■ **RECORDS SHOWN**:

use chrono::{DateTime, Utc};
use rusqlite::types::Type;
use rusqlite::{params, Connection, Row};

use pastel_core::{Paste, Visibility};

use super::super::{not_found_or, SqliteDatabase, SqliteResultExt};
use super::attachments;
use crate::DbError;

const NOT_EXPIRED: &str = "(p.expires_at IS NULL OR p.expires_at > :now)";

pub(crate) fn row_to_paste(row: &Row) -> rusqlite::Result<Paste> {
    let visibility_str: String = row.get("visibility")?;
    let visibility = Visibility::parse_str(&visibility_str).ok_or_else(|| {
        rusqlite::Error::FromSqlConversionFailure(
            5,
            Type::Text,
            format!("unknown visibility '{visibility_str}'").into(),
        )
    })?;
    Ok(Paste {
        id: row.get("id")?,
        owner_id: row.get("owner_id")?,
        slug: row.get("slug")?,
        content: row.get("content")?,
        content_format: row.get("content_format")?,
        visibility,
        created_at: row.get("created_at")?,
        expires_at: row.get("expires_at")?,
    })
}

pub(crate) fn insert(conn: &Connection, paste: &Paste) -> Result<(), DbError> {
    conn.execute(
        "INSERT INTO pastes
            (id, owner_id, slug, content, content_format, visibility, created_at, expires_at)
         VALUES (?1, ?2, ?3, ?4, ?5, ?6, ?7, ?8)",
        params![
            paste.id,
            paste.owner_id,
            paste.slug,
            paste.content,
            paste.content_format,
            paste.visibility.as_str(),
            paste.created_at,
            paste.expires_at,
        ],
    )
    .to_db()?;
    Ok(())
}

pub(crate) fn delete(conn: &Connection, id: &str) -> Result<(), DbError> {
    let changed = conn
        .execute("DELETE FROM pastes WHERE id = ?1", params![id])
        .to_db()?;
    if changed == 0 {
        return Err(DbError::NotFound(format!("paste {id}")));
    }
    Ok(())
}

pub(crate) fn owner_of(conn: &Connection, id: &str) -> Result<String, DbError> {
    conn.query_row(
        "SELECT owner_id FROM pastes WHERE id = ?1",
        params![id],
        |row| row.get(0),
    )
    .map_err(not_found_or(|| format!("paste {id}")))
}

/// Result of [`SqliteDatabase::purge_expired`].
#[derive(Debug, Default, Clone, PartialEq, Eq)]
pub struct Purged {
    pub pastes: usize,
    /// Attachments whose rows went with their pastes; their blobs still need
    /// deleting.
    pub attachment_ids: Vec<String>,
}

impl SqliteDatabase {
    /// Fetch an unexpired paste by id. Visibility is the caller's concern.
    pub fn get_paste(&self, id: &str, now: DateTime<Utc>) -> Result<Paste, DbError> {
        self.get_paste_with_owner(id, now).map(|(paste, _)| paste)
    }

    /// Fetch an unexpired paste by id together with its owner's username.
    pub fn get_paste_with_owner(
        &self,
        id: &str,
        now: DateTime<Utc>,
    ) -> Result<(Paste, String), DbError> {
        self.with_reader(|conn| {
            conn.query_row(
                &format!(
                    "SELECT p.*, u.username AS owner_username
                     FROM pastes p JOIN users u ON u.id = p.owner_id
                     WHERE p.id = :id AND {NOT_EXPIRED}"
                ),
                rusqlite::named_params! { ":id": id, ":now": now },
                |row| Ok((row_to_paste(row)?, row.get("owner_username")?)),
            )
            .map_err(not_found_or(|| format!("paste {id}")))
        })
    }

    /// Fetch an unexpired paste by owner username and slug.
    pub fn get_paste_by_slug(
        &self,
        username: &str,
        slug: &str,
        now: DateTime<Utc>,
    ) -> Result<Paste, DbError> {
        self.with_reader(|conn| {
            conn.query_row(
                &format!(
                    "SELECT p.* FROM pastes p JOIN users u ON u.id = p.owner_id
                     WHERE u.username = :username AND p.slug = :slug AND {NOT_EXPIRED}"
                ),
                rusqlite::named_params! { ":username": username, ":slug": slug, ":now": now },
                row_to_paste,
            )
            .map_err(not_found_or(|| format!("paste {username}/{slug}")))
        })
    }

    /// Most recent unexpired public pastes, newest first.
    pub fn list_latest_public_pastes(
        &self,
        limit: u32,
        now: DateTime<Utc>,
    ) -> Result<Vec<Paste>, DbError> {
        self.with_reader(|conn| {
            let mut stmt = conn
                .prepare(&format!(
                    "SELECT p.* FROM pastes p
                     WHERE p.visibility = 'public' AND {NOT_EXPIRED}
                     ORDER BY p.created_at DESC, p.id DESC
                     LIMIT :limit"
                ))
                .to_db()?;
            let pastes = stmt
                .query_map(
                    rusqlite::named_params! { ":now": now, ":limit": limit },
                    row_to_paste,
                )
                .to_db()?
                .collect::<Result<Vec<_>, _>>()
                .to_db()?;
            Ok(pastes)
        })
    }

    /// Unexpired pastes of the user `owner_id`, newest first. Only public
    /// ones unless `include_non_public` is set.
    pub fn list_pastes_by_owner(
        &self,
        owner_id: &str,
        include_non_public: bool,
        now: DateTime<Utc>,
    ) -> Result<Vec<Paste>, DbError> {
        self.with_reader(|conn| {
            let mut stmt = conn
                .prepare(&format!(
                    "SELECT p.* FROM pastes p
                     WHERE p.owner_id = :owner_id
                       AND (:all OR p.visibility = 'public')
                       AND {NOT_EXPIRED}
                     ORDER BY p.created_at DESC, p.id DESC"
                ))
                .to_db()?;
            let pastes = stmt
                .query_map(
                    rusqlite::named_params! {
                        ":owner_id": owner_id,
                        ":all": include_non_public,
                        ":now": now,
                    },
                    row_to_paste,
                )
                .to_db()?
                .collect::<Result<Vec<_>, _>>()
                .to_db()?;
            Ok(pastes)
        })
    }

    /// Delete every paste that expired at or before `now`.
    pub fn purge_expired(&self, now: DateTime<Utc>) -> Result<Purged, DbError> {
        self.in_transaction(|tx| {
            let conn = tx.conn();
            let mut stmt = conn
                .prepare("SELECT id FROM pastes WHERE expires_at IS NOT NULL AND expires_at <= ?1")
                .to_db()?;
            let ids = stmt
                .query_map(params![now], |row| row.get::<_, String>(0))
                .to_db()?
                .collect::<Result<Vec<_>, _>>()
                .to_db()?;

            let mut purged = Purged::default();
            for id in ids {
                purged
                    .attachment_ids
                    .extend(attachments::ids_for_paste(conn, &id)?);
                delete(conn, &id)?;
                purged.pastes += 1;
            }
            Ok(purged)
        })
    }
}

■ **THE PROBLEM**:
With every word kept as it is, set down the entries again.

■ **RESPONSE**:
use chrono::{DateTime, Utc};
use rusqlite::types::Type;
use rusqlite::{params, Connection, Row};

use pastel_core::{Paste, Visibility};

use super::super::{not_found_or, SqliteDatabase, SqliteResultExt};
use super::attachments;
use crate::DbError;

const NOT_EXPIRED: &str = "(p.expires_at IS NULL OR p.expires_at > :now)";

pub(crate) fn row_to_paste(row: &Row) -> rusqlite::Result<Paste> {
    let visibility_str: String = row.get("visibility")?;
    let visibility = Visibility::parse_str(&visibility_str).ok_or_else(|| {
        rusqlite::Error::FromSqlConversionFailure(
            5,
            Type::Text,
            format!("unknown visibility '{visibility_str}'").into(),
        )
    })?;
    Ok(Paste {
        id: row.get("id")?,
        owner_id: row.get("owner_id")?,
        slug: row.get("slug")?,
        content: row.get("content")?,
        content_format: row.get("content_format")?,
        visibility,
        created_at: row.get("created_at")?,
        expires_at: row.get("expires_at")?,
    })
}

pub(crate) fn insert(conn: &Connection, paste: &Paste) -> Result<(), DbError> {
    conn.execute(
        "INSERT INTO pastes
            (id, owner_id, slug, content, content_format, visibility, created_at, expires_at)
         VALUES (?1, ?2, ?3, ?4, ?5, ?6, ?7, ?8)",
        params![
            paste.id,
            paste.owner_id,
            paste.slug,
            paste.content,
            paste.content_format,
            paste.visibility.as_str(),
            paste.created_at,
            paste.expires_at,
        ],
    )
    .to_db()?;
    Ok(())
}

pub(crate) fn delete(conn: &Connection, id: &str) -> Result<(), DbError> {
    let changed = conn
        .execute("DELETE FROM pastes WHERE id = ?1", params![id])
        .to_db()?;
    if changed == 0 {
        return Err(DbError::NotFound(format!("paste {id}")));
    }
    Ok(())
}

pub(crate) fn owner_of(conn: &Connection, id: &str) -> Result<String, DbError> {
    conn.query_row(
        "SELECT owner_id FROM pastes WHERE id = ?1",
        params![id],
        |row| row.get(0),
    )
    .map_err(not_found_or(|| format!("paste {id}")))
}

/// Result of [`SqliteDatabase::purge_expired`].
#[derive(Debug, Default, Clone, PartialEq, Eq)]
pub struct Purged {
    pub pastes: usize,
    /// Attachments whose rows went with their pastes; their blobs still need
    /// deleting.
    pub attachment_ids: Vec<String>,
}

impl SqliteDatabase {
    /// Fetch an unexpired paste by id. Visibility is the caller's concern.
    pub fn get_paste(&self, id: &str, now: DateTime<Utc>) -> Result<Paste, DbError> {
        self.get_paste_with_owner(id, now).map(|(paste, _)| paste)
    }

    /// Fetch an unexpired paste by id together with its owner's username.
    pub fn get_paste_with_owner(
        &self,
        id: &str,
        now: DateTime<Utc>,
    ) -> Result<(Paste, String), DbError> {
        self.with_reader(|conn| {
            conn.query_row(
                &format!(
                    "SELECT p.*, u.username AS owner_username
                     FROM pastes p JOIN users u ON u.id = p.owner_id
                     WHERE p.id = :id AND {NOT_EXPIRED}"
                ),
                rusqlite::named_params! { ":id": id, ":now": now },
                |row| Ok((row_to_paste(row)?, row.get("owner_username")?)),
            )
            .map_err(not_found_or(|| format!("paste {id}")))
        })
    }

    /// Fetch an unexpired paste by owner username and slug.
    pub fn get_paste_by_slug(
        &self,
        username: &str,
        slug: &str,
        now: DateTime<Utc>,
    ) -> Result<Paste, DbError> {
        self.with_reader(|conn| {
            conn.query_row(
                &format!(
                    "SELECT p.* FROM pastes p JOIN users u ON u.id = p.owner_id
                     WHERE u.username = :username AND p.slug = :slug AND {NOT_EXPIRED}"
                ),
                rusqlite::named_params! { ":username": username, ":slug": slug, ":now": now },
                row_to_paste,
            )
            .map_err(not_found_or(|| format!("paste {username}/{slug}")))
        })
    }

    /// Most recent unexpired public pastes, newest first.
    pub fn list_latest_public_pastes(
        &self,
        limit: u32,
        now: DateTime<Utc>,
    ) -> Result<Vec<Paste>, DbError> {
        self.with_reader(|conn| {
            let mut stmt = conn
                .prepare(&format!(
                    "SELECT p.* FROM pastes p
                     WHERE p.visibility = 'public' AND {NOT_EXPIRED}
                     ORDER BY p.created_at DESC, p.id DESC
                     LIMIT :limit"
                ))
                .to_db()?;
            let pastes = stmt
                .query_map(
                    rusqlite::named_params! { ":now": now, ":limit": limit },
                    row_to_paste,
                )
                .to_db()?
                .collect::<Result<Vec<_>, _>>()
                .to_db()?;
            Ok(pastes)
        })
    }

    /// Unexpired pastes of the user `owner_id`, newest first. Only public
    /// ones unless `include_non_public` is set.
    pub fn list_pastes_by_owner(
        &self,
        owner_id: &str,
        include_non_public: bool,
        now: DateTime<Utc>,
    ) -> Result<Vec<Paste>, DbError> {
        self.with_reader(|conn| {
            let mut stmt = conn
                .prepare(&format!(
                    "SELECT p.* FROM pastes p
                     WHERE p.owner_id = :owner_id
                       AND (:all OR p.visibility = 'public')
                       AND {NOT_EXPIRED}
                     ORDER BY p.created_at DESC, p.id DESC"
                ))
                .to_db()?;
            let pastes = stmt
                .query_map(
                    rusqlite::named_params! {
                        ":owner_id": owner_id,
                        ":all": include_non_public,
                        ":now": now,
                    },
                    row_to_paste,
                )
                .to_db()?
                .collect::<Result<Vec<_>, _>>()
                .to_db()?;
            Ok(pastes)
        })
    }

    /// Delete every paste that expired at or before `now`.
    pub fn purge_expired(&self, now: DateTime<Utc>) -> Result<Purged, DbError> {
        self.in_transaction(|tx| {
            let conn = tx.conn();
            let mut stmt = conn
                .prepare("SELECT id FROM pastes WHERE expires_at IS NOT NULL AND expires_at <= ?1")
                .to_db()?;
            let ids = stmt
                .query_map(params![now], |row| row.get::<_, String>(0))
                .to_db()?
                .collect::<Result<Vec<_>, _>>()
                .to_db()?;

            let mut purged = Purged::default();
            for id in ids {
                purged
                    .attachment_ids
                    .extend(attachments::ids_for_paste(conn, &id)?);
                delete(conn, &id)?;
                purged.pastes += 1;
            }
            Ok(purged)
        })
    }
}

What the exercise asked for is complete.